====== Dataset extract
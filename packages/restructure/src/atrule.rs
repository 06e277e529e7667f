use csspress_syntax::{walk_atrules, NodeId, Tree, WalkContext};
use indexmap::IndexMap;
use tracing::{debug, instrument};

/// Groups of relocated at-rules: basename -> group key -> members in source order
type Groups = IndexMap<String, IndexMap<String, Vec<NodeId>>>;

/// Gather `@keyframes` (and `@media` when forced) into groups, then fuse
/// adjacent `@media` blocks with the same prelude.
#[instrument(skip(tree))]
pub fn merge_atrules(tree: &mut Tree, force_media_merge: bool) {
    relocate(tree, force_media_merge);

    let mut fused = 0usize;
    walk_atrules(tree, true, |tree, ctx| {
        if merge_into_previous_media(tree, ctx) {
            fused += 1;
        }
    });

    let root = tree.root();
    let has_content = tree.children(root).into_iter().any(|item| match tree.atrule(item) {
        Some(atrule) => !matches!(atrule.basename().as_str(), "charset" | "import"),
        None => true,
    });
    tree.stylesheet_mut().leading_at_rules_allowed = !has_content;

    debug!(fused, "At-rules consolidated");
}

fn relocate(tree: &mut Tree, force_media_merge: bool) {
    let root = tree.root();
    let mut groups = Groups::new();
    let mut inject_point: Option<NodeId> = None;

    for item in tree.children(root) {
        let Some(atrule) = tree.atrule(item) else {
            if inject_point.is_none() {
                inject_point = Some(item);
            }
            continue;
        };

        let basename = atrule.basename();
        let key = format!(
            "{}/{}",
            atrule.name.to_ascii_lowercase(),
            atrule.prelude.as_deref().unwrap_or("")
        );

        match basename.as_str() {
            "keyframes" => {
                collect(tree, &mut groups, basename, key, item, true);
                continue;
            }
            "media" if force_media_merge => {
                collect(tree, &mut groups, basename, key, item, false);
                continue;
            }
            _ => {}
        }

        if inject_point.is_none() && basename != "charset" && basename != "import" {
            inject_point = Some(item);
        }
    }

    for (basename, members) in groups {
        let before = if basename == "media" { None } else { inject_point };
        for item in members.into_values().flatten() {
            tree.insert_before(root, item, before);
        }
    }
}

fn collect(
    tree: &mut Tree,
    groups: &mut Groups,
    basename: String,
    key: String,
    item: NodeId,
    single: bool,
) {
    tree.detach(item);

    let group = groups.entry(basename).or_default();
    if single {
        // a later definition wins; the replaced one is dropped
        if let Some(replaced) = group.shift_remove(&key) {
            debug!(key = %key, replaced = replaced.len(), "Dropping earlier keyframes");
        }
    }
    group.entry(key).or_default().push(item);
}

fn merge_into_previous_media(tree: &mut Tree, ctx: WalkContext) -> bool {
    let Some(atrule) = tree.atrule(ctx.item) else {
        return false;
    };
    if !atrule.name.eq_ignore_ascii_case("media") {
        return false;
    }
    let (Some(prelude), Some(block)) = (atrule.prelude.clone(), atrule.block) else {
        return false;
    };

    let Some(prev) = tree.prev_sibling(ctx.item) else {
        return false;
    };
    let Some(prev_atrule) = tree.atrule(prev) else {
        return false;
    };
    if !prev_atrule.name.eq_ignore_ascii_case("media")
        || prev_atrule.prelude.as_deref() != Some(prelude.as_str())
    {
        return false;
    }
    let Some(prev_block) = prev_atrule.block else {
        return false;
    };

    tree.append_children(prev_block, block);
    tree.detach(ctx.item);
    true
}

#[cfg(test)]
mod tests {
    use super::*;
    use csspress_syntax::{parse, serialize};

    fn consolidate(source: &str, force_media_merge: bool) -> String {
        let mut tree = parse(source).unwrap();
        merge_atrules(&mut tree, force_media_merge);
        serialize(&tree)
    }

    #[test]
    fn test_keyframes_move_before_content() {
        assert_eq!(
            consolidate("@charset \"u\";.a{x:y}@keyframes k{to{x:z}}", false),
            "@charset \"u\";@keyframes k{to{x:z}}.a{x:y}"
        );
    }

    #[test]
    fn test_later_keyframes_replace_earlier() {
        assert_eq!(
            consolidate("@keyframes k{to{x:1}}@keyframes j{to{x:2}}@keyframes k{to{x:3}}", false),
            "@keyframes j{to{x:2}}@keyframes k{to{x:3}}"
        );
    }

    #[test]
    fn test_vendor_keyframes_group_together() {
        assert_eq!(
            consolidate(
                ".a{x:y}@-webkit-keyframes k{to{x:1}}@font-face{x:y}@keyframes k{to{x:1}}",
                false
            ),
            "@-webkit-keyframes k{to{x:1}}@keyframes k{to{x:1}}.a{x:y}@font-face{x:y}"
        );
    }

    #[test]
    fn test_adjacent_media_fuse() {
        assert_eq!(
            consolidate("@media print{.a{x:y}}@media print{.b{x:y}}@media screen{.c{x:y}}", false),
            "@media print{.a{x:y}.b{x:y}}@media screen{.c{x:y}}"
        );
    }

    #[test]
    fn test_media_apart_stays_apart_unless_forced() {
        let source = "@media print{.a{x:y}}.b{x:y}@media print{.c{x:y}}";
        assert_eq!(consolidate(source, false), source);
        assert_eq!(consolidate(source, true), ".b{x:y}@media print{.a{x:y}.c{x:y}}");
    }

    #[test]
    fn test_leading_flag() {
        let mut tree = parse("@import url(a.css);@keyframes k{to{x:y}}").unwrap();
        merge_atrules(&mut tree, false);
        assert!(!tree.stylesheet().leading_at_rules_allowed);

        let mut tree = parse("@charset \"u\";@import url(a.css);").unwrap();
        merge_atrules(&mut tree, false);
        assert!(tree.stylesheet().leading_at_rules_allowed);
    }
}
============
● **Assignment**: Return all the data exactly as given.

● **Exercise result**:
filename packages/restructure/src/atrule.rs
repository 06e277e529e7667f
use csspress_syntax::{walk_atrules, NodeId, Tree, WalkContext};
use indexmap::IndexMap;
use tracing::{debug, instrument};

/// Groups of relocated at-rules: basename -> group key -> members in source order
type Groups = IndexMap<String, IndexMap<String, Vec<NodeId>>>;

/// Gather `@keyframes` (and `@media` when forced) into groups, then fuse
/// adjacent `@media` blocks with the same prelude.
#[instrument(skip(tree))]
pub fn merge_atrules(tree: &mut Tree, force_media_merge: bool) {
    relocate(tree, force_media_merge);

    let mut fused = 0usize;
    walk_atrules(tree, true, |tree, ctx| {
        if merge_into_previous_media(tree, ctx) {
            fused += 1;
        }
    });

    let root = tree.root();
    let has_content = tree.children(root).into_iter().any(|item| match tree.atrule(item) {
        Some(atrule) => !matches!(atrule.basename().as_str(), "charset" | "import"),
        None => true,
    });
    tree.stylesheet_mut().leading_at_rules_allowed = !has_content;

    debug!(fused, "At-rules consolidated");
}

fn relocate(tree: &mut Tree, force_media_merge: bool) {
    let root = tree.root();
    let mut groups = Groups::new();
    let mut inject_point: Option<NodeId> = None;

    for item in tree.children(root) {
        let Some(atrule) = tree.atrule(item) else {
            if inject_point.is_none() {
                inject_point = Some(item);
            }
            continue;
        };

        let basename = atrule.basename();
        let key = format!(
            "{}/{}",
            atrule.name.to_ascii_lowercase(),
            atrule.prelude.as_deref().unwrap_or("")
        );

        match basename.as_str() {
            "keyframes" => {
                collect(tree, &mut groups, basename, key, item, true);
                continue;
            }
            "media" if force_media_merge => {
                collect(tree, &mut groups, basename, key, item, false);
                continue;
            }
            _ => {}
        }

        if inject_point.is_none() && basename != "charset" && basename != "import" {
            inject_point = Some(item);
        }
    }

    for (basename, members) in groups {
        let before = if basename == "media" { None } else { inject_point };
        for item in members.into_values().flatten() {
            tree.insert_before(root, item, before);
        }
    }
}

fn collect(
    tree: &mut Tree,
    groups: &mut Groups,
    basename: String,
    key: String,
    item: NodeId,
    single: bool,
) {
    tree.detach(item);

    let group = groups.entry(basename).or_default();
    if single {
        // a later definition wins; the replaced one is dropped
        if let Some(replaced) = group.shift_remove(&key) {
            debug!(key = %key, replaced = replaced.len(), "Dropping earlier keyframes");
        }
    }
    group.entry(key).or_default().push(item);
}

fn merge_into_previous_media(tree: &mut Tree, ctx: WalkContext) -> bool {
    let Some(atrule) = tree.atrule(ctx.item) else {
        return false;
    };
    if !atrule.name.eq_ignore_ascii_case("media") {
        return false;
    }
    let (Some(prelude), Some(block)) = (atrule.prelude.clone(), atrule.block) else {
        return false;
    };

    let Some(prev) = tree.prev_sibling(ctx.item) else {
        return false;
    };
    let Some(prev_atrule) = tree.atrule(prev) else {
        return false;
    };
    if !prev_atrule.name.eq_ignore_ascii_case("media")
        || prev_atrule.prelude.as_deref() != Some(prelude.as_str())
    {
        return false;
    }
    let Some(prev_block) = prev_atrule.block else {
        return false;
    };

    tree.append_children(prev_block, block);
    tree.detach(ctx.item);
    true
}

#[cfg(test)]
mod tests {
    use super::*;
    use csspress_syntax::{parse, serialize};

    fn consolidate(source: &str, force_media_merge: bool) -> String {
        let mut tree = parse(source).unwrap();
        merge_atrules(&mut tree, force_media_merge);
        serialize(&tree)
    }

    #[test]
    fn test_keyframes_move_before_content() {
        assert_eq!(
            consolidate("@charset \"u\";.a{x:y}@keyframes k{to{x:z}}", false),
            "@charset \"u\";@keyframes k{to{x:z}}.a{x:y}"
        );
    }

    #[test]
    fn test_later_keyframes_replace_earlier() {
        assert_eq!(
            consolidate("@keyframes k{to{x:1}}@keyframes j{to{x:2}}@keyframes k{to{x:3}}", false),
            "@keyframes j{to{x:2}}@keyframes k{to{x:3}}"
        );
    }

    #[test]
    fn test_vendor_keyframes_group_together() {
        assert_eq!(
            consolidate(
                ".a{x:y}@-webkit-keyframes k{to{x:1}}@font-face{x:y}@keyframes k{to{x:1}}",
                false
            ),
            "@-webkit-keyframes k{to{x:1}}@keyframes k{to{x:1}}.a{x:y}@font-face{x:y}"
        );
    }

    #[test]
    fn test_adjacent_media_fuse() {
        assert_eq!(
            consolidate("@media print{.a{x:y}}@media print{.b{x:y}}@media screen{.c{x:y}}", false),
            "@media print{.a{x:y}.b{x:y}}@media screen{.c{x:y}}"
        );
    }

    #[test]
    fn test_media_apart_stays_apart_unless_forced() {
        let source = "@media print{.a{x:y}}.b{x:y}@media print{.c{x:y}}";
        assert_eq!(consolidate(source, false), source);
        assert_eq!(consolidate(source, true), ".b{x:y}@media print{.a{x:y}.c{x:y}}");
    }

    #[test]
    fn test_leading_flag() {
        let mut tree = parse("@import url(a.css);@keyframes k{to{x:y}}").unwrap();
        merge_atrules(&mut tree, false);
        assert!(!tree.stylesheet().leading_at_rules_allowed);

        let mut tree = parse("@charset \"u\";@import url(a.css);").unwrap();
        merge_atrules(&mut tree, false);
        assert!(tree.stylesheet().leading_at_rules_allowed);
    }
}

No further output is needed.